Stored items
Start of Block
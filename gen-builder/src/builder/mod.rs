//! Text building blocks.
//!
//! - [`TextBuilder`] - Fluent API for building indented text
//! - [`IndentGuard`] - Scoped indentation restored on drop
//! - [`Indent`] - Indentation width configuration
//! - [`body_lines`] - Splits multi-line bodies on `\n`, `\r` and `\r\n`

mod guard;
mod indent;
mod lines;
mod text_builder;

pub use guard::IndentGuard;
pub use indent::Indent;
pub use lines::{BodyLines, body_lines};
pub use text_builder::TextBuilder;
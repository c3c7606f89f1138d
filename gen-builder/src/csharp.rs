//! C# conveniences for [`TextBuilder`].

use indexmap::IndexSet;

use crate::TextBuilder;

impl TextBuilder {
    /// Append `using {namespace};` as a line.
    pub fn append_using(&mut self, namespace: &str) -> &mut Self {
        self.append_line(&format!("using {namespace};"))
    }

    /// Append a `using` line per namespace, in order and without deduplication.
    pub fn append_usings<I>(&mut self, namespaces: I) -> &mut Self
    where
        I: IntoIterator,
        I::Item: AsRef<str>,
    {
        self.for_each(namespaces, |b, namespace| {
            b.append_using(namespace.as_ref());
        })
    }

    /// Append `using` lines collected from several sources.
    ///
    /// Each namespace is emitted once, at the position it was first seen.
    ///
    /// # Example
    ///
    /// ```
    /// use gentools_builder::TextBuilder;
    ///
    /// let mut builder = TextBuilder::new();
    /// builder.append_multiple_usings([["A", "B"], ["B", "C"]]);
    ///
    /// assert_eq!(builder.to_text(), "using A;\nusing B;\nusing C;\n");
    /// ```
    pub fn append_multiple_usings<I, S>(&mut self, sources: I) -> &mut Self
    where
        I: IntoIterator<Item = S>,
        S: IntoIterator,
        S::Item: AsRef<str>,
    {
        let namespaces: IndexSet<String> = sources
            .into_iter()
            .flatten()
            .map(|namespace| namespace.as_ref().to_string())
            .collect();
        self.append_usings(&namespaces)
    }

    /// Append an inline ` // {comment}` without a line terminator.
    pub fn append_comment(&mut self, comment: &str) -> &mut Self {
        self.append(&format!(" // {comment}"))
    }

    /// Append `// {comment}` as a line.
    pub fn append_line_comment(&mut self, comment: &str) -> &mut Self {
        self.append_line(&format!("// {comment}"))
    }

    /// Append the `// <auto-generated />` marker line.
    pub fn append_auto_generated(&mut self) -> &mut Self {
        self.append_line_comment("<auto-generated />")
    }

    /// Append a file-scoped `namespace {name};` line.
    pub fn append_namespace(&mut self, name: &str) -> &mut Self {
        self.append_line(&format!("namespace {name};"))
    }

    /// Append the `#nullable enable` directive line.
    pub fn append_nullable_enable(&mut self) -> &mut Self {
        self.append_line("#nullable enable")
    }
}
End of Block
- **AIM OF THE TASK**
Stopping at the line containing "use indexmap::IndexSet;", please repeat exactly every line from the very start of the entries, that line included, and nothing more.

- **WRITTEN RESPONSE**
filename gen-builder/src/builder/mod.rs
//! Text building blocks.
//!
//! - [`TextBuilder`] - Fluent API for building indented text
//! - [`IndentGuard`] - Scoped indentation restored on drop
//! - [`Indent`] - Indentation width configuration
//! - [`body_lines`] - Splits multi-line bodies on `\n`, `\r` and `\r\n`

mod guard;
mod indent;
mod lines;
mod text_builder;

pub use guard::IndentGuard;
pub use indent::Indent;
pub use lines::{BodyLines, body_lines};
pub use text_builder::TextBuilder;
repository c3c7606f89f1138d
filename gen-builder/src/csharp.rs
//! C# conveniences for [`TextBuilder`].

use indexmap::IndexSet;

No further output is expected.